Entre les stations "Hôtel de Ville" et "Bellecour", la ligne A charrie la masse humaine de l'hyper-hypercentre, la mouvante, l'innombrable population de la "Presqu'Ile".

Dans la rame, la trémulation de la ville est rendue sensible par le mouvement brownien d'une foule qui s'échoue là pour quelques secondes.
Ils s'engouffrent au-delà du signal de fermeture des portes
Ne peuvent pas freiner la machine-corps
Déjà, il leur faut se remettre en route.
Ils entrent par une porte et sortent par l'autre, se déplacent à l'intérieur du wagon, dans le sens de la marche.
Ils remontent la rame pour gagner encore sur la vitesse constante de la machine.
Ils dansent sur un pied, marquent du menton une musique entendue d'eux seuls.
Ils se pressent, se déplient et se replient.
Ils se suspendent aux sustentes, s'arrondissent autour des barres, pole-dancers engoncés de leurs vêtements de pluie.
Ils mêlent, démêlent les fils de leurs écouteurs, les enlèvent/remettent, pianotent sur leurs écrans, font non de la tête.

Une fille s'assoit posément et ouvre un livre.
Son immobilité, c'est une extraordinaire figure de résistance.

Plus d'un passager du métro a l'air dérangé. Beaucoup le sont vraiment.
Parlent seuls sans téléphone visible, grommellent, rient à la face des indifférents.

Une femme couchée sur le guidon de sa trottinette, arrêtée en position de recherche de vitesse, brandissait un poing tremblant en direction du tunnel, face à l'obscur point de fuite des rails luisants. Aucun métro ne semblait devoir venir jamais. Son visage se déformait sous des vagues successives de tics nerveux.

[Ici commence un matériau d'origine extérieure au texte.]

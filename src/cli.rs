//! Command-line interface definitions for portsweep.
//!
//! Uses `clap` derive macros for declarative argument parsing. Flags that are
//! not given fall back to the settings file, then to built-in defaults.

use crate::config::{AppSettings, OutputMode, RunConfig};
use crate::error::ConfigResult;
use crate::types::parse_targets;
use clap::Parser;
use std::path::PathBuf;
use std::time::Duration;

/// A concurrent TCP connect port scanner.
#[derive(Parser, Debug, Default)]
#[command(name = "portsweep")]
#[command(version = env!("CARGO_PKG_VERSION"))]
#[command(about = "A concurrent TCP connect port scanner", long_about = None)]
pub struct Args {
    /// Comma-separated hosts to scan [default: scanme.nmap.org]
    #[arg(long, value_name = "HOSTS")]
    pub targets: Option<String>,

    /// First port of the range [default: 1]
    #[arg(long, value_name = "PORT")]
    pub start_port: Option<u16>,

    /// Last port of the range [default: 1024]
    #[arg(long, value_name = "PORT")]
    pub end_port: Option<u16>,

    /// Number of concurrent workers [default: 100]
    #[arg(short, long)]
    pub workers: Option<usize>,

    /// Connection timeout in seconds [default: 5]
    #[arg(short, long, value_name = "SECS")]
    pub timeout: Option<u64>,

    /// Output results in JSON format
    #[arg(long, conflicts_with = "csv")]
    pub json: bool,

    /// Output results in CSV format
    #[arg(long)]
    pub csv: bool,

    /// Connection attempts per port [default: 3]
    #[arg(short, long)]
    pub retries: Option<u32>,

    /// Capacity of the task queue [default: 100]
    #[arg(long, value_name = "N")]
    pub queue_capacity: Option<usize>,

    /// Stop retrying a port as soon as the connection is refused
    #[arg(long)]
    pub fast_fail_refused: bool,

    /// Show closed ports in text output
    #[arg(long)]
    pub show_closed: bool,

    /// Show a progress bar instead of progress log lines
    #[arg(long)]
    pub progress: bool,

    /// Verbose output (per-connection detail)
    #[arg(short, long, conflicts_with = "quiet")]
    pub verbose: bool,

    /// Suppress progress and informational output
    #[arg(short, long)]
    pub quiet: bool,

    /// Path to a JSON settings file
    #[arg(long, value_name = "PATH", env = "PORTSWEEP_CONFIG")]
    pub config: Option<PathBuf>,
}

impl Args {
    /// Output mode selected by flags, if any.
    pub fn output_mode(&self) -> Option<OutputMode> {
        if self.json {
            Some(OutputMode::Json)
        } else if self.csv {
            Some(OutputMode::Csv)
        } else {
            None
        }
    }

    /// Merge flags over `settings` into a run configuration.
    pub fn to_run_config(&self, settings: &AppSettings) -> ConfigResult<RunConfig> {
        let mut config = RunConfig::from_settings(settings);

        let targets = self.targets.as_deref().unwrap_or(&settings.targets);
        config.targets = parse_targets(targets)?;

        if let Some(start) = self.start_port {
            config.start_port = start;
        }
        if let Some(end) = self.end_port {
            config.end_port = end;
        }
        if let Some(workers) = self.workers {
            config.workers = workers;
        }
        if let Some(secs) = self.timeout {
            config.dial_timeout = Duration::from_secs(secs);
        }
        if let Some(mode) = self.output_mode() {
            config.output = mode;
        }
        if let Some(retries) = self.retries {
            config.max_retries = retries;
        }
        if let Some(capacity) = self.queue_capacity {
            config.queue_capacity = capacity;
        }
        config.fast_fail_refused |= self.fast_fail_refused;

        config.validate()?;
        Ok(config)
    }
}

Nous attendions depuis à peine 120 secondes, le panneau lumineux disait que la prochaine rame serait là dans une minute, la trottineuse se noyait dans une insupportable attente, scrutant avec avidité le tube noir.

Ce soir, dans le temps infinitésimal où la porte reste ouverte dans la station, sur le quai un bel homme moustachu, grandeur nature sur le panneau lumineux, lève la main dans ma direction, me sourit et m'informe qu'il ne veut pas mourir jeune.

Non, ça n'est pas ça.
Il disparaît dans un mouvement de chute. Reste sur l'écran vide une moustache dessinée et un slogan en forme de point.com.
Non, ça n'est pas exactement ça.
Il y a un enfant avec lui. Non, pas d'enfant.
Station suivante : "Empêchons les hommes de mourir trop jeunes"
L'homme réapparaît, se démultiplie sur trois écrans successifs, sourit, me fait signe, bouge, disparaît vers le bas.
Slogan. Moustache.

Ce sont des panneaux publicitaires, mais vivants. Je les contemple, consciente de mon extrême ploucnessitude, je n'avais jamais vu ça auparavant je regarde, comme le bon sauvage, ahurie. Je ne parviens pas à assimiler cette nouveauté. Je sais qu'à mon prochain passage par la grande ville, je serai de nouveau surprise et je sursauterai de façon métaphysique.

Ces panneaux vivent et nous, en tant que masse, nous sommes à moitié morts.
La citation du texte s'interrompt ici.